== Entries provided

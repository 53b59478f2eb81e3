//! Multipart-as-JSON form descriptors.
//!
//! The client interceptor flattens a `FormData` into
//! `{ fieldName: [ {"_type": "File" | "String" | "Number" | "Boolean", ...} ] }`.
//! Each key maps to a list because form fields may repeat.
//!
//! Descriptors are read through a flat intermediate record rather than a
//! tagged enum so numbers reach `TypedValue::Number` as their original text.

use std::collections::BTreeMap;
use std::fmt;

use base64::{engine::general_purpose::STANDARD, Engine};
use serde::{Deserialize, Deserializer, Serialize, Serializer};
use serde_json::value::RawValue;

use crate::error::{TunnelError, TunnelResult};

/// One value of a form field.
#[derive(Debug, Clone, PartialEq, Serialize)]
#[serde(tag = "_type")]
pub enum TypedValue {
    File {
        name: String,
        size: u64,
        #[serde(rename = "type")]
        mime_type: String,
        #[serde(rename = "buff", serialize_with = "serialize_buff")]
        bytes: Vec<u8>,
    },
    String {
        value: String,
    },
    Number {
        value: JsonNumber,
    },
    Boolean {
        value: bool,
    },
}

/// A JSON number kept digit for digit as it appeared on the wire.
#[derive(Debug, Clone, PartialEq, Eq)]
pub struct JsonNumber(String);

impl JsonNumber {
    /// `None` unless `text` is a single JSON number.
    pub fn parse(text: &str) -> Option<Self> {
        let text = text.trim();
        let numeric = text.starts_with(|c: char| c == '-' || c.is_ascii_digit());
        (numeric && serde_json::from_str::<serde::de::IgnoredAny>(text).is_ok()).then(|| Self(text.to_string()))
    }

    pub fn as_str(&self) -> &str {
        &self.0
    }
}

impl From<serde_json::Number> for JsonNumber {
    fn from(number: serde_json::Number) -> Self {
        Self(number.to_string())
    }
}

impl fmt::Display for JsonNumber {
    fn fmt(&self, f: &mut fmt::Formatter<'_>) -> fmt::Result {
        f.write_str(&self.0)
    }
}

impl Serialize for JsonNumber {
    fn serialize<S: Serializer>(&self, serializer: S) -> Result<S::Ok, S::Error> {
        let raw = RawValue::from_string(self.0.clone()).map_err(serde::ser::Error::custom)?;
        raw.serialize(serializer)
    }
}

fn serialize_buff<S: Serializer>(bytes: &[u8], serializer: S) -> Result<S::Ok, S::Error> {
    serializer.serialize_str(&STANDARD.encode(bytes))
}

/// Wire shape of a descriptor, every variant's fields optional.
#[derive(Deserialize)]
struct Descriptor {
    #[serde(rename = "_type")]
    kind: String,
    name: Option<String>,
    size: Option<u64>,
    #[serde(rename = "type")]
    mime_type: Option<String>,
    buff: Option<String>,
    value: Option<Box<RawValue>>,
}

impl Descriptor {
    fn into_value(self) -> Result<TypedValue, String> {
        let missing = |field: &str| format!("missing field `{field}` for {}", self.kind);
        let value_text = || self.value.as_ref().map(|raw| raw.get()).ok_or_else(|| missing("value"));

        match self.kind.as_str() {
            "File" => {
                let buff = self.buff.as_deref().ok_or_else(|| missing("buff"))?;
                let bytes = STANDARD
                    .decode(buff.as_bytes())
                    .map_err(|e| format!("could not decode file buffer: {e}"))?;
                Ok(TypedValue::File {
                    name: self.name.clone().ok_or_else(|| missing("name"))?,
                    size: self.size.ok_or_else(|| missing("size"))?,
                    mime_type: self.mime_type.clone().ok_or_else(|| missing("type"))?,
                    bytes,
                })
            }
            "String" => {
                let value = serde_json::from_str(value_text()?).map_err(|e| format!("String value: {e}"))?;
                Ok(TypedValue::String { value })
            }
            "Number" => {
                let text = value_text()?;
                let value = JsonNumber::parse(text).ok_or_else(|| format!("Number value is not a number: {text}"))?;
                Ok(TypedValue::Number { value })
            }
            "Boolean" => {
                let value = serde_json::from_str(value_text()?).map_err(|e| format!("Boolean value: {e}"))?;
                Ok(TypedValue::Boolean { value })
            }
            other => Err(format!("unknown form value type `{other}`")),
        }
    }
}

impl<'de> Deserialize<'de> for TypedValue {
    fn deserialize<D: Deserializer<'de>>(deserializer: D) -> Result<Self, D::Error> {
        Descriptor::deserialize(deserializer)?
            .into_value()
            .map_err(serde::de::Error::custom)
    }
}

impl TypedValue {
    /// Build a `File` value, filling `size` from the content.
    pub fn file(name: impl Into<String>, mime_type: impl Into<String>, bytes: Vec<u8>) -> Self {
        TypedValue::File {
            name: name.into(),
            size: bytes.len() as u64,
            mime_type: mime_type.into(),
            bytes,
        }
    }

    pub fn string(value: impl Into<String>) -> Self {
        TypedValue::String {
            value: value.into(),
        }
    }

    pub fn number(value: impl Into<serde_json::Number>) -> Self {
        TypedValue::Number {
            value: JsonNumber::from(value.into()),
        }
    }

    pub fn is_file(&self) -> bool {
        matches!(self, TypedValue::File { .. })
    }

    /// Text form of a scalar, as it would appear in a form part.
    pub fn scalar_text(&self) -> Option<String> {
        match self {
            TypedValue::File { .. } => None,
            TypedValue::String { value } => Some(value.clone()),
            TypedValue::Number { value } => Some(value.to_string()),
            TypedValue::Boolean { value } => Some(value.to_string()),
        }
    }
}

/// Field name → ordered values.
pub type FormFields = BTreeMap<String, Vec<TypedValue>>;

/// Parse a decrypted multipart-as-JSON body.
pub fn parse_form(body: &[u8]) -> TunnelResult<FormFields> {
    let fields: FormFields =
        serde_json::from_slice(body).map_err(|e| TunnelError::Transcode(e.to_string()))?;

    for (field, values) in &fields {
        for value in values {
            if let TypedValue::File { name, size, bytes, .. } = value {
                if *size != bytes.len() as u64 {
                    tracing::debug!(
                        field = %field,
                        file = %name,
                        declared = size,
                        actual = bytes.len(),
                        "File size mismatch, using decoded length"
                    );
                }
            }
        }
    }

    Ok(fields)
}

/// Serialize form fields into the multipart-as-JSON encoding.
pub fn form_to_json(fields: &FormFields) -> TunnelResult<Vec<u8>> {
    serde_json::to_vec(fields).map_err(|e| TunnelError::Transcode(e.to_string()))
}

#[cfg(test)]
mod tests {
    use super::*;
    use serde_json::json;

    #[test]
    fn test_parse_all_variants() {
        let body = json!({
            "file": [{"_type": "File", "name": "a.txt", "size": 2, "type": "text/plain", "buff": "aGk="}],
            "note": [{"_type": "String", "value": "v"}, {"_type": "String", "value": "w"}],
            "count": [{"_type": "Number", "value": 12.5}],
            "ok": [{"_type": "Boolean", "value": true}],
        });
        let fields = parse_form(&serde_json::to_vec(&body).unwrap()).unwrap();

        assert_eq!(fields["file"], vec![TypedValue::file("a.txt", "text/plain", b"hi".to_vec())]);
        assert_eq!(fields["note"].len(), 2);
        assert_eq!(fields["count"][0].scalar_text().as_deref(), Some("12.5"));
        assert_eq!(fields["ok"][0].scalar_text().as_deref(), Some("true"));
    }

    #[test]
    fn test_unknown_type_rejected() {
        let body = br#"{"x": [{"_type": "Blob", "value": "?"}]}"#;
        assert!(matches!(parse_form(body), Err(TunnelError::Transcode(_))));
    }

    #[test]
    fn test_bad_file_buffer_rejected() {
        let body = br#"{"f": [{"_type": "File", "name": "a", "size": 1, "type": "", "buff": "%%%"}]}"#;
        let err = parse_form(body).unwrap_err();
        assert!(err.to_string().contains("could not decode file buffer"));
    }

    #[test]
    fn test_missing_field_rejected() {
        let body = br#"{"f": [{"_type": "File", "name": "a", "type": "", "buff": ""}]}"#;
        assert!(matches!(parse_form(body), Err(TunnelError::Transcode(_))));
        assert!(matches!(parse_form(br#"{"f": {"_type": "String"}}"#), Err(TunnelError::Transcode(_))));
    }

    #[test]
    fn test_size_mismatch_tolerated() {
        let body = br#"{"f": [{"_type": "File", "name": "a", "size": 99, "type": "", "buff": "aGk="}]}"#;
        let fields = parse_form(body).unwrap();
        match &fields["f"][0] {
            TypedValue::File { bytes, size, .. } => {
                assert_eq!(bytes, b"hi");
                assert_eq!(*size, 99);
            }
            other => panic!("unexpected value {:?}", other),
        }
    }

    #[test]
    fn test_json_encoding_shape() {
        let mut fields = FormFields::new();
        fields.insert("f".into(), vec![TypedValue::file("a.bin", "application/octet-stream", vec![0, 255])]);
        let value: serde_json::Value = serde_json::from_slice(&form_to_json(&fields).unwrap()).unwrap();
        assert_eq!(
            value,
            json!({"f": [{"_type": "File", "name": "a.bin", "size": 2, "type": "application/octet-stream", "buff": "AP8="}]})
        );
    }

    #[test]
    fn test_number_keeps_every_digit() {
        let body = br#"{"n": [{"_type": "Number", "value": 12345678901234567890123}, {"_type": "Number", "value": -3.14159265358979323846264}]}"#;
        let fields = parse_form(body).unwrap();
        assert_eq!(fields["n"][0].scalar_text().as_deref(), Some("12345678901234567890123"));
        assert_eq!(fields["n"][1].scalar_text().as_deref(), Some("-3.14159265358979323846264"));

        let encoded = String::from_utf8(form_to_json(&fields).unwrap()).unwrap();
        assert!(encoded.contains(r#""value":12345678901234567890123"#));
        assert!(encoded.contains(r#""value":-3.14159265358979323846264"#));
        assert_eq!(parse_form(encoded.as_bytes()).unwrap(), fields);
    }

    #[test]
    fn test_number_must_be_numeric() {
        assert!(matches!(
            parse_form(br#"{"n": [{"_type": "Number", "value": "12"}]}"#),
            Err(TunnelError::Transcode(_))
        ));
        assert!(matches!(
            parse_form(br#"{"b": [{"_type": "Boolean", "value": 1}]}"#),
            Err(TunnelError::Transcode(_))
        ));
        assert_eq!(JsonNumber::parse(" 42 ").unwrap().as_str(), "42");
        assert!(JsonNumber::parse("4 2").is_none());
        assert!(JsonNumber::parse("[1]").is_none());
    }
}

====

### What is expected
Would you please give the number of lines in this material containing the string "plain", with no further text?

### Result of the task
2